India pale ales (IPAs) were originally hopped up to help them survive the long journey from England's breweries to Britain's jewel in the crown—they stand up as one of the most versatile beers made. High-alcohol, aggressively hopped examples make great winter brews, while more subtle versions work well in warmer weather. Two new IPAs in the latter style have hit Boise just in time to welcome in the summer.
First up is a mix of new and old from England. Many of that country's independent breweries are being gobbled up by multinational conglomerates, so it was no surprise when the centuries-old Brakspear brewery in Henley-on-Thames closed down in 2002. Fortunately, Brakspear's master brewer Peter Scholey decided to open up shop down the road a bit. His Ridgeway IPA debuted as the Bad Elf, a Christmas offering back in 2003. Since then, the malt has been amped up and the hops toned down, making for a better-balanced brew that is on the reserved side of the bitterness scale. In a nod to American craft breweries, Scholey employs whole-leaf, English-grown Cascades in the hop mix. The result is an ale with exceptionally smooth malt and soft caramel flavors that play against the spicy hops with a light but persistent bite. Best served well chilled.
One of the best IPAs tasted in recent months comes from California's Mendocino Brewing Co. Their White Hawk Original IPA offers exceptional purity of flavor with bold malt that's perfectly balanced by nicely bitter, fresh hop flavors. This one begs to be quaffed and goes down oh-so-easily, finishing with utterly refreshing creamy citrus. It would be right at home at any summer barbecue.

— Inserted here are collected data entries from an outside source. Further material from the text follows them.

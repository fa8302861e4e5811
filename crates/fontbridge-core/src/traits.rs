use std::num::NonZeroUsize;

use crate::family::{FamilyNotFound, FontFamily};
use crate::logfont::LogFont;
use crate::status::Status;
use crate::style::FontStyle;
use crate::unit::GraphicsUnit;

// Handles

/// Engine-owned font object. Never null; a released font has no handle.
#[derive(Debug, Clone, Copy, PartialEq, Eq, Hash)]
pub struct NativeFontHandle(NonZeroUsize);

impl NativeFontHandle {
    pub fn new(raw: usize) -> Option<Self> {
        NonZeroUsize::new(raw).map(Self)
    }

    pub fn get(self) -> usize {
        self.0.get()
    }
}

/// Engine-owned measurement context (a graphics object).
#[derive(Debug, Clone, Copy, PartialEq, Eq, Hash)]
pub struct ContextHandle(NonZeroUsize);

impl ContextHandle {
    pub fn new(raw: usize) -> Option<Self> {
        NonZeroUsize::new(raw).map(Self)
    }

    pub fn get(self) -> usize {
        self.0.get()
    }
}

/// Windowing-system font handle (an HFONT). May be null.
#[derive(Debug, Clone, Copy, PartialEq, Eq, Hash, Default)]
pub struct PlatformFontHandle(pub usize);

impl PlatformFontHandle {
    pub const NULL: PlatformFontHandle = PlatformFontHandle(0);

    pub fn is_null(self) -> bool {
        self.0 == 0
    }
}

/// Windowing-system device context (an HDC). May be null.
#[derive(Debug, Clone, Copy, PartialEq, Eq, Hash, Default)]
pub struct DeviceContext(pub usize);

impl DeviceContext {
    pub const NULL: DeviceContext = DeviceContext(0);

    pub fn is_null(self) -> bool {
        self.0 == 0
    }
}

// Collaborators

/// Native graphics engine that owns font objects and measurement contexts.
///
/// Every call reports failure as a non-`Ok` [`Status`]; implementations
/// never return `Err(Status::Ok)`.
pub trait NativeEngine: Send + Sync {
    fn create_font(
        &self,
        family: &FontFamily,
        size: f32,
        style: FontStyle,
        unit: GraphicsUnit,
    ) -> Result<NativeFontHandle, Status>;

    fn delete_font(&self, font: NativeFontHandle) -> Result<(), Status>;

    /// Line spacing of `font` in the units of `context`.
    fn font_height(&self, font: NativeFontHandle, context: ContextHandle) -> Result<f32, Status>;

    /// Line spacing of `font` in pixels at the given resolution.
    fn font_height_for_dpi(&self, font: NativeFontHandle, dpi: f32) -> Result<f32, Status>;

    /// Populate `out` from `font` as rendered into `context`. May leave `out`
    /// partially written when it fails.
    fn log_font(
        &self,
        font: NativeFontHandle,
        context: ContextHandle,
        out: &mut LogFont,
    ) -> Result<(), Status>;

    fn create_font_from_log_font(
        &self,
        hdc: DeviceContext,
        log_font: &LogFont,
    ) -> Result<NativeFontHandle, Status>;

    /// Import a windowing-system font, returning a new engine font together
    /// with its logical-font description.
    fn create_font_from_platform_handle(
        &self,
        hfont: PlatformFontHandle,
    ) -> Result<(NativeFontHandle, LogFont), Status>;

    /// Graphics context over a throwaway bitmap of the given size.
    fn create_image_context(&self, width: u32, height: u32) -> Result<ContextHandle, Status>;

    fn context_from_hdc(&self, hdc: DeviceContext) -> Result<ContextHandle, Status>;

    fn delete_context(&self, context: ContextHandle) -> Result<(), Status>;
}

/// Family-resolution subsystem.
pub trait FamilyResolver: Send + Sync {
    fn resolve(&self, name: &str) -> Result<FontFamily, FamilyNotFound>;

    /// Fallback used whenever [`FamilyResolver::resolve`] fails.
    fn generic_sans_serif(&self) -> FontFamily;
}

/// Windowing system services, only consulted by the Windows strategy.
pub trait WindowingSystem: Send + Sync {
    /// Screen device context.
    fn get_dc(&self) -> DeviceContext;
    fn release_dc(&self, hdc: DeviceContext);
    /// Returns a null handle when the record is rejected.
    fn create_font_indirect(&self, log_font: &LogFont) -> PlatformFontHandle;
    fn log_font_of(&self, hfont: PlatformFontHandle) -> Option<LogFont>;
}

/// Anything that can lend a measurement context to the engine, such as a
/// drawing surface. `None` means the surface has no live context.
pub trait MeasurementContext {
    fn native_context(&self) -> Option<ContextHandle>;
}

impl MeasurementContext for ContextHandle {
    fn native_context(&self) -> Option<ContextHandle> {
        Some(*self)
    }
}

impl MeasurementContext for Option<ContextHandle> {
    fn native_context(&self) -> Option<ContextHandle> {
        *self
    }
}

Technically not an IPA and at nearly 10 percent alcohol, a bit big for summer consumption, the Undercover Investigation Shut Down Ale from Lagunitas commemorates their forced 20-day closure a year ago January. The malt is a little too rich and sweet for an India pale, but the hops are spot on. The toffee and mocha flavors are backed by citrus and a spicy hop bite that builds nicely towards the finish. The alcohol is remarkably subdued on the palate, so you need to remind yourself that this one should be sipped, not gulped.